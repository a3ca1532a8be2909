//! Interactive Bacon game shell.
//!
//! Reads single-letter commands from any `BufRead` and writes answers to any
//! `Write`, so the same loop drives a terminal or a test buffer. Lookup
//! failures are reported and the loop carries on; only I/O errors end it.

use std::io::{BufRead, Write};
use tracing::debug;

use crate::error::{BaconError, Result};
use crate::graph::CostarGraph;
use crate::query::BaconSession;

const ROOT_PROMPT: &str = "Enter the name of a root actor: ";
const COMMAND_PROMPT: &str = "Command (q, n, m, A, a, g, s, ?): ";
const UNKNOWN_ACTOR: &str = "That actor is not in the database. Try again.";

const COMMAND_HELP: &str = "Commands are
  q: quit
  n: newGraph
  m: maxDistance
  A: actorsAtDistance
  a: averageDistance
  g: getDegree
  s: graph stats
  ?: print this command list
";

/// A shell command, keyed by the first character of the input line.
#[derive(Debug, Clone, Copy, PartialEq, Eq)]
pub enum Command {
    Quit,
    NewRoot,
    MaxDistance,
    ActorsAtDistance,
    AverageDistance,
    Degree,
    Stats,
    Help,
}

impl Command {
    pub fn from_line(line: &str) -> Option<Self> {
        match line.chars().next()? {
            'q' => Some(Command::Quit),
            'n' => Some(Command::NewRoot),
            'm' => Some(Command::MaxDistance),
            'A' => Some(Command::ActorsAtDistance),
            'a' => Some(Command::AverageDistance),
            'g' => Some(Command::Degree),
            's' => Some(Command::Stats),
            '?' => Some(Command::Help),
            _ => None,
        }
    }
}

pub struct Shell<'g, R, W> {
    graph: &'g CostarGraph,
    input: R,
    output: W,
}

impl<'g, R: BufRead, W: Write> Shell<'g, R, W> {
    pub fn new(graph: &'g CostarGraph, input: R, output: W) -> Self {
        Self {
            graph,
            input,
            output,
        }
    }

    /// Run the game until `q` or end of input. A known `root` skips the
    /// opening prompt.
    pub fn run(&mut self, root: Option<&str>) -> Result<()> {
        let root = match root {
            Some(root) if self.graph.contains_actor(root) => Some(root.to_string()),
            Some(_) => {
                writeln!(self.output, "{}", UNKNOWN_ACTOR)?;
                self.prompt_root(ROOT_PROMPT)?
            }
            None => self.prompt_root(ROOT_PROMPT)?,
        };
        let Some(root) = root else {
            return Ok(());
        };

        let mut session = BaconSession::new(self.graph, &root)?;

        while let Some(line) = self.prompt(COMMAND_PROMPT)? {
            let Some(command) = Command::from_line(&line) else {
                writeln!(self.output, "Huh?")?;
                continue;
            };
            debug!(?command, root = session.root(), "shell command");

            match command {
                Command::Quit => {
                    writeln!(self.output, "Thanks for playing!")?;
                    break;
                }
                Command::NewRoot => {
                    let Some(root) = self.prompt_root("Enter new root: ")? else {
                        break;
                    };
                    session.reroot(self.graph, &root)?;
                }
                Command::MaxDistance => {
                    writeln!(
                        self.output,
                        "The maximum degrees of separation from {} are {}.",
                        session.root(),
                        session.max_distance()
                    )?;
                }
                Command::ActorsAtDistance => {
                    if !self.actors_at_distance(&session)? {
                        break;
                    }
                }
                Command::AverageDistance => match session.average_distance() {
                    Ok(average) => writeln!(
                        self.output,
                        "The average degrees of separation from {} are {:.2}.",
                        session.root(),
                        average
                    )?,
                    Err(BaconError::EmptyTree(root)) => {
                        writeln!(self.output, "No data: {} has no connected actors.", root)?
                    }
                    Err(e) => return Err(e),
                },
                Command::Degree => {
                    if !self.degree(&session)? {
                        break;
                    }
                }
                Command::Stats => {
                    let json = serde_json::to_string_pretty(&self.graph.stats())?;
                    writeln!(self.output, "{}", json)?;
                }
                Command::Help => {
                    writeln!(self.output, "{}", COMMAND_HELP)?;
                }
            }
        }

        self.output.flush()?;
        Ok(())
    }

    /// `A`: list the actors at a given distance. Returns false on end of input.
    fn actors_at_distance(&mut self, session: &BaconSession) -> Result<bool> {
        let Some(line) = self.prompt("Enter degrees of separation(integer): ")? else {
            return Ok(false);
        };
        let Ok(distance) = line.parse::<usize>() else {
            writeln!(self.output, "That is not a number.")?;
            return Ok(true);
        };

        match session.actors_at(distance) {
            Some(actors) => {
                for actor in actors {
                    writeln!(self.output, "{}", actor)?;
                }
            }
            None => writeln!(self.output, "No actors at this degree of separation!")?,
        }
        Ok(true)
    }

    /// `g`: report one actor's number and path. Returns false on end of input.
    fn degree(&mut self, session: &BaconSession) -> Result<bool> {
        let Some(name) = self.prompt("Enter name: ")? else {
            return Ok(false);
        };
        let root = session.root();

        if !self.graph.contains_actor(&name) {
            writeln!(self.output, "{}", UNKNOWN_ACTOR)?;
        } else if name == root {
            writeln!(self.output, "{}'s {} number is 0!", name, root)?;
        } else {
            match session.path_to_root(&name) {
                Ok(path) => {
                    writeln!(self.output, "{}'s {} number is {}.", name, root, path.len())?;
                    for step in &path {
                        writeln!(self.output, "{}", step)?;
                    }
                }
                Err(BaconError::NotFound(_)) => {
                    writeln!(self.output, "{}'s {} number is infinity.", name, root)?;
                }
                Err(e) => return Err(e),
            }
        }
        Ok(true)
    }

    /// Ask for an actor until a known one is given. `None` on end of input.
    fn prompt_root(&mut self, first_prompt: &str) -> Result<Option<String>> {
        let mut prompt = first_prompt;
        loop {
            let Some(name) = self.prompt(prompt)? else {
                return Ok(None);
            };
            if self.graph.contains_actor(&name) {
                return Ok(Some(name));
            }
            writeln!(self.output, "{}", UNKNOWN_ACTOR)?;
            prompt = ROOT_PROMPT;
        }
    }

    /// Print `prompt` and read one trimmed line. `None` on end of input.
    fn prompt(&mut self, prompt: &str) -> Result<Option<String>> {
        write!(self.output, "{}", prompt)?;
        self.output.flush()?;

        let mut line = String::new();
        if self.input.read_line(&mut line)? == 0 {
            return Ok(None);
        }
        Ok(Some(line.trim().to_string()))
    }
}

Try it:
Go through the records above and set each one down exactly, please.

Task solution:
repository a3ca1532a8be2909
//! Interactive Bacon game shell.
//!
//! Reads single-letter commands from any `BufRead` and writes answers to any
//! `Write`, so the same loop drives a terminal or a test buffer. Lookup
//! failures are reported and the loop carries on; only I/O errors end it.

use std::io::{BufRead, Write};
use tracing::debug;

use crate::error::{BaconError, Result};
use crate::graph::CostarGraph;
use crate::query::BaconSession;

const ROOT_PROMPT: &str = "Enter the name of a root actor: ";
const COMMAND_PROMPT: &str = "Command (q, n, m, A, a, g, s, ?): ";
const UNKNOWN_ACTOR: &str = "That actor is not in the database. Try again.";

const COMMAND_HELP: &str = "Commands are
  q: quit
  n: newGraph
  m: maxDistance
  A: actorsAtDistance
  a: averageDistance
  g: getDegree
  s: graph stats
  ?: print this command list
";

/// A shell command, keyed by the first character of the input line.
#[derive(Debug, Clone, Copy, PartialEq, Eq)]
pub enum Command {
    Quit,
    NewRoot,
    MaxDistance,
    ActorsAtDistance,
    AverageDistance,
    Degree,
    Stats,
    Help,
}

impl Command {
    pub fn from_line(line: &str) -> Option<Self> {
        match line.chars().next()? {
            'q' => Some(Command::Quit),
            'n' => Some(Command::NewRoot),
            'm' => Some(Command::MaxDistance),
            'A' => Some(Command::ActorsAtDistance),
            'a' => Some(Command::AverageDistance),
            'g' => Some(Command::Degree),
            's' => Some(Command::Stats),
            '?' => Some(Command::Help),
            _ => None,
        }
    }
}

pub struct Shell<'g, R, W> {
    graph: &'g CostarGraph,
    input: R,
    output: W,
}

impl<'g, R: BufRead, W: Write> Shell<'g, R, W> {
    pub fn new(graph: &'g CostarGraph, input: R, output: W) -> Self {
        Self {
            graph,
            input,
            output,
        }
    }

    /// Run the game until `q` or end of input. A known `root` skips the
    /// opening prompt.
    pub fn run(&mut self, root: Option<&str>) -> Result<()> {
        let root = match root {
            Some(root) if self.graph.contains_actor(root) => Some(root.to_string()),
            Some(_) => {
                writeln!(self.output, "{}", UNKNOWN_ACTOR)?;
                self.prompt_root(ROOT_PROMPT)?
            }
            None => self.prompt_root(ROOT_PROMPT)?,
        };
        let Some(root) = root else {
            return Ok(());
        };

        let mut session = BaconSession::new(self.graph, &root)?;

        while let Some(line) = self.prompt(COMMAND_PROMPT)? {
            let Some(command) = Command::from_line(&line) else {
                writeln!(self.output, "Huh?")?;
                continue;
            };
            debug!(?command, root = session.root(), "shell command");

            match command {
                Command::Quit => {
                    writeln!(self.output, "Thanks for playing!")?;
                    break;
                }
                Command::NewRoot => {
                    let Some(root) = self.prompt_root("Enter new root: ")? else {
                        break;
                    };
                    session.reroot(self.graph, &root)?;
                }
                Command::MaxDistance => {
                    writeln!(
                        self.output,
                        "The maximum degrees of separation from {} are {}.",
                        session.root(),
                        session.max_distance()
                    )?;
                }
                Command::ActorsAtDistance => {
                    if !self.actors_at_distance(&session)? {
                        break;
                    }
                }
                Command::AverageDistance => match session.average_distance() {
                    Ok(average) => writeln!(
                        self.output,
                        "The average degrees of separation from {} are {:.2}.",
                        session.root(),
                        average
                    )?,
                    Err(BaconError::EmptyTree(root)) => {
                        writeln!(self.output, "No data: {} has no connected actors.", root)?
                    }
                    Err(e) => return Err(e),
                },
                Command::Degree => {
                    if !self.degree(&session)? {
                        break;
                    }
                }
                Command::Stats => {
                    let json = serde_json::to_string_pretty(&self.graph.stats())?;
                    writeln!(self.output, "{}", json)?;
                }
                Command::Help => {
                    writeln!(self.output, "{}", COMMAND_HELP)?;
                }
            }
        }

        self.output.flush()?;
        Ok(())
    }

    /// `A`: list the actors at a given distance. Returns false on end of input.
    fn actors_at_distance(&mut self, session: &BaconSession) -> Result<bool> {
        let Some(line) = self.prompt("Enter degrees of separation(integer): ")? else {
            return Ok(false);
        };
        let Ok(distance) = line.parse::<usize>() else {
            writeln!(self.output, "That is not a number.")?;
            return Ok(true);
        };

        match session.actors_at(distance) {
            Some(actors) => {
                for actor in actors {
                    writeln!(self.output, "{}", actor)?;
                }
            }
            None => writeln!(self.output, "No actors at this degree of separation!")?,
        }
        Ok(true)
    }

    /// `g`: report one actor's number and path. Returns false on end of input.
    fn degree(&mut self, session: &BaconSession) -> Result<bool> {
        let Some(name) = self.prompt("Enter name: ")? else {
            return Ok(false);
        };
        let root = session.root();

        if !self.graph.contains_actor(&name) {
            writeln!(self.output, "{}", UNKNOWN_ACTOR)?;
        } else if name == root {
            writeln!(self.output, "{}'s {} number is 0!", name, root)?;
        } else {
            match session.path_to_root(&name) {
                Ok(path) => {
                    writeln!(self.output, "{}'s {} number is {}.", name, root, path.len())?;
                    for step in &path {
                        writeln!(self.output, "{}", step)?;
                    }
                }
                Err(BaconError::NotFound(_)) => {
                    writeln!(self.output, "{}'s {} number is infinity.", name, root)?;
                }
                Err(e) => return Err(e),
            }
        }
        Ok(true)
    }

    /// Ask for an actor until a known one is given. `None` on end of input.
    fn prompt_root(&mut self, first_prompt: &str) -> Result<Option<String>> {
        let mut prompt = first_prompt;
        loop {
            let Some(name) = self.prompt(prompt)? else {
                return Ok(None);
            };
            if self.graph.contains_actor(&name) {
                return Ok(Some(name));
            }
            writeln!(self.output, "{}", UNKNOWN_ACTOR)?;
            prompt = ROOT_PROMPT;
        }
    }

    /// Print `prompt` and read one trimmed line. `None` on end of input.
    fn prompt(&mut self, prompt: &str) -> Result<Option<String>> {
        write!(self.output, "{}", prompt)?;
        self.output.flush()?;

        let mut line = String::new();
        if self.input.read_line(&mut line)? == 0 {
            return Ok(None);
        }
        Ok(Some(line.trim().to_string()))
    }
}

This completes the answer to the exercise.